*TASK DESCRIPTION*: Go through the records line by line from the top and repeat each one exactly, ending with the line that contains "pub struct RenderScheduler".

+++

#![forbid(unsafe_code)]

//! Debounced publishing of render output.
//!
//! Every time a component's render computation runs it hands its output to
//! the component's [`RenderScheduler`]. The scheduler keeps at most one
//! zero-delay timer armed: a new output cancels the pending timer and arms a
//! fresh one carrying the new output.
//!
//! # Coalescing Rules
//!
//! - Renders within one scheduling turn collapse into a single publish of
//!   the **latest** output (intermediate outputs are dropped).
//! - Renders separated by an idle turn each publish.
//! - The target is looked up when the timer fires, not when it is armed.
//!   If nothing is attached under the selector the publish is skipped,
//!   without retry and without error.
//!
//! The pending timer is private to the scheduler; nothing else can cancel
//! or re-arm it.

use std::cell::Cell;
use std::fmt;
use std::rc::Rc;

use vireo_core::{Duration, Scheduler, TargetLocator, TimerId};

/// Owner of one component's pending publish.
pub struct RenderScheduler {
    selector: Rc<str>,
    locator: Rc<dyn TargetLocator>,
    scheduler: Scheduler,
    pending: Rc<Cell<Option<TimerId>>>,
    publishes: Rc<Cell<u64>>,
}

impl fmt::Debug for RenderScheduler {
    fn fmt(&self, f: &mut fmt::Formatter<'_>) -> fmt::Result {
        f.debug_struct("RenderScheduler")
            .field("selector", &self.selector)
            .field("pending", &self.pending.get())
            .field("publishes", &self.publishes.get())
            .finish()
    }
}

impl RenderScheduler {
    /// Create a scheduler publishing to whatever `locator` finds under
    /// `selector`.
    pub fn new(
        selector: impl Into<Rc<str>>,
        locator: Rc<dyn TargetLocator>,
        scheduler: Scheduler,
    ) -> Self {
        Self {
            selector: selector.into(),
            locator,
            scheduler,
            pending: Rc::new(Cell::new(None)),
            publishes: Rc::new(Cell::new(0)),
        }
    }

    /// Cancel the pending publish, if any, and arm one for `output`.
    pub fn schedule(&self, output: String) {
        if let Some(previous) = self.pending.take() {
            self.scheduler.clear_timer(previous);
        }

        let selector = Rc::clone(&self.selector);
        let locator = Rc::clone(&self.locator);
        let pending = Rc::clone(&self.pending);
        let publishes = Rc::clone(&self.publishes);
        let id = self.scheduler.set_timeout(Duration::ZERO, move || {
            pending.set(None);
            if let Some(target) = locator.locate(&selector) {
                target.replace_content(&output);
                publishes.set(publishes.get() + 1);
                tracing::debug!(
                    selector = %selector,
                    bytes = output.len(),
                    "render published"
                );
            }
        });
        tracing::trace!(selector = %self.selector, %id, "publish armed");
        self.pending.set(Some(id));
    }

    /// Selector the output is published under.
    #[must_use]
    pub fn selector(&self) -> &str {
        &self.selector
    }

    /// Whether a publish is armed and has not fired yet.
    #[must_use]
    pub fn is_pending(&self) -> bool {
        self.pending.get().is_some()
    }

    /// Number of publishes that reached a target.
    #[must_use]
    pub fn publishes(&self) -> u64 {
        self.publishes.get()
    }
}
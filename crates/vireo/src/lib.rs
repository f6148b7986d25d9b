#![forbid(unsafe_code)]

//! Vireo public facade crate.
//!
//! Components declare named state and computations; writes recompute
//! dependents synchronously and render output is published once per
//! scheduling turn.

pub use vireo_core as core;
pub use vireo_runtime as runtime;

#[cfg(feature = "clock")]
pub use vireo_clock as clock;

pub mod prelude {
    pub use vireo_core::{
        Document, Duration, LabClock, MemoryTarget, OutputTarget, Scheduler, TargetLocator,
        TimerId,
    };
    pub use vireo_runtime::{
        Component, Computations, Computed, Mounted, Phase, ReactiveError, Scope, StateCell,
        StateMap,
    };
}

+++

*ANSWER BELOW*:
#![forbid(unsafe_code)]

//! Debounced publishing of render output.
//!
//! Every time a component's render computation runs it hands its output to
//! the component's [`RenderScheduler`]. The scheduler keeps at most one
//! zero-delay timer armed: a new output cancels the pending timer and arms a
//! fresh one carrying the new output.
//!
//! # Coalescing Rules
//!
//! - Renders within one scheduling turn collapse into a single publish of
//!   the **latest** output (intermediate outputs are dropped).
//! - Renders separated by an idle turn each publish.
//! - The target is looked up when the timer fires, not when it is armed.
//!   If nothing is attached under the selector the publish is skipped,
//!   without retry and without error.
//!
//! The pending timer is private to the scheduler; nothing else can cancel
//! or re-arm it.

use std::cell::Cell;
use std::fmt;
use std::rc::Rc;

use vireo_core::{Duration, Scheduler, TargetLocator, TimerId};

/// Owner of one component's pending publish.
pub struct RenderScheduler {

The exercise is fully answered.